▶ [Work to be completed]: Find every line below with the word "live" in it, and copy each one.

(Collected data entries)
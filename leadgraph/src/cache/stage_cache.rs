//! Analysis-stage cache (C6) — a content-addressed store of individual
//! stage outputs keyed by `sha256(stage_id || canonical_json(inputs))`,
//! 7-day TTL, best-effort reads and writes (a cache failure degrades to a
//! live recompute rather than failing the pipeline).

use std::sync::Arc;
use std::time::Duration;

use serde_json::Value;
use sha2::{Digest, Sha256};
use tracing::warn;

use crate::cache::{pre_serialize, KvStore};
use crate::domain::{AnalysisStageResult, StageId};
use crate::errors::CacheError;

const TABLE: &str = "stage_cache";

/// `inputs` must carry the full argument set a stage consumes — company
/// name, industry, and every upstream `stage_kwargs` value — so that a
/// cache miss recomputes with the same inputs the cache would have keyed
/// on, rather than a partial view.
#[must_use]
pub fn fingerprint(stage: StageId, inputs: &Value) -> String {
    let canonical = canonical_json(inputs);
    let mut hasher = Sha256::new();
    hasher.update(stage.as_u8().to_le_bytes());
    hasher.update(canonical.as_bytes());
    hex::encode(hasher.finalize())
}

/// Serialize with sorted object keys so that semantically identical input
/// maps produce the same fingerprint regardless of construction order.
fn canonical_json(value: &Value) -> String {
    fn sort(value: &Value) -> Value {
        match value {
            Value::Object(map) => {
                let mut entries: Vec<_> = map.iter().collect();
                entries.sort_by(|a, b| a.0.cmp(b.0));
                let mut out = serde_json::Map::with_capacity(entries.len());
                for (k, v) in entries {
                    out.insert(k.clone(), sort(v));
                }
                Value::Object(out)
            }
            Value::Array(items) => Value::Array(items.iter().map(sort).collect()),
            other => other.clone(),
        }
    }
    sort(value).to_string()
}

pub struct StageCache {
    store: Arc<dyn KvStore>,
    ttl: Duration,
}

impl StageCache {
    #[must_use]
    pub fn new(store: Arc<dyn KvStore>, ttl: Duration) -> Self {
        Self { store, ttl }
    }

    /// Best-effort lookup: a store error is logged and treated as a miss
    /// rather than propagated, since a cache is never load-bearing for
    /// correctness.
    pub async fn get(&self, stage: StageId, inputs: &Value) -> Option<AnalysisStageResult> {
        let key = fingerprint(stage, inputs);
        match self.store.get(TABLE, &key).await {
            Ok(Some(raw)) => match serde_json::from_str(&raw) {
                Ok(result) => Some(result),
                Err(e) => {
                    warn!(stage = stage.name(), error = %e, "corrupt stage cache entry, treating as a miss");
                    None
                }
            },
            Ok(None) => None,
            Err(e) => {
                warn!(stage = stage.name(), error = %e, "stage cache read failed, falling back to live recompute");
                None
            }
        }
    }

    /// Best-effort write: failures are logged, never surfaced, so a cache
    /// outage cannot fail an otherwise-successful stage run.
    pub async fn put(&self, stage: StageId, inputs: &Value, result: &AnalysisStageResult) {
        let key = fingerprint(stage, inputs);
        let Ok(value) = serde_json::to_value(result) else {
            warn!(stage = stage.name(), "stage result failed to serialize, skipping cache write");
            return;
        };
        let safe = pre_serialize(&value);
        let Ok(json) = serde_json::to_string(&safe) else {
            warn!(stage = stage.name(), "stage result failed to render as JSON, skipping cache write");
            return;
        };
        if let Err(e) = self.store.put(TABLE, &key, &json, self.ttl).await {
            warn!(stage = stage.name(), error = %e, "stage cache write failed, continuing without caching");
        }
    }

    /// Typed wrapper over [`CacheError`] for callers that want the failure
    /// surfaced (health checks, admin endpoints) rather than swallowed.
    pub async fn sweep(&self) -> Result<u64, CacheError> {
        self.store.sweep(TABLE).await
    }
}

#[cfg(test)]
mod tests {
    use super::*;
    use crate::cache::InMemoryKvStore;
    use serde_json::json;

    fn sample_result() -> AnalysisStageResult {
        AnalysisStageResult {
            stage: StageId::Extraction,
            output: json!({"summary": "ok"}),
            input_fingerprint: String::new(),
            model: "gpt-4o-mini".into(),
            tokens_in: 100,
            tokens_out: 50,
            cost_usd: 0.002,
            duration_ms: 120,
            cached: false,
        }
    }

    #[test]
    fn fingerprint_is_stable_under_key_reordering() {
        let a = json!({"company": "Acme", "industry": "tech"});
        let b = json!({"industry": "tech", "company": "Acme"});
        assert_eq!(fingerprint(StageId::Extraction, &a), fingerprint(StageId::Extraction, &b));
    }

    #[test]
    fn fingerprint_differs_across_stages_for_same_inputs() {
        let inputs = json!({"company": "Acme"});
        assert_ne!(
            fingerprint(StageId::Extraction, &inputs),
            fingerprint(StageId::GapAnalysis, &inputs)
        );
    }

    #[tokio::test]
    async fn put_then_get_round_trips() {
        let cache = StageCache::new(Arc::new(InMemoryKvStore::new()), Duration::from_secs(3600));
        let inputs = json!({"company": "Acme", "industry": "tech"});
        cache.put(StageId::Extraction, &inputs, &sample_result()).await;
        let fetched = cache.get(StageId::Extraction, &inputs).await.expect("cache hit");
        assert_eq!(fetched.model, "gpt-4o-mini");
    }

    #[tokio::test]
    async fn miss_on_different_inputs() {
        let cache = StageCache::new(Arc::new(InMemoryKvStore::new()), Duration::from_secs(3600));
        cache
            .put(StageId::Extraction, &json!({"company": "Acme"}), &sample_result())
            .await;
        assert!(cache
            .get(StageId::Extraction, &json!({"company": "Globex"}))
            .await
            .is_none());
    }
}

▶ [Response to this exercise]:
//! live recompute rather than failing the pipeline).
                warn!(stage = stage.name(), error = %e, "stage cache read failed, falling back to live recompute");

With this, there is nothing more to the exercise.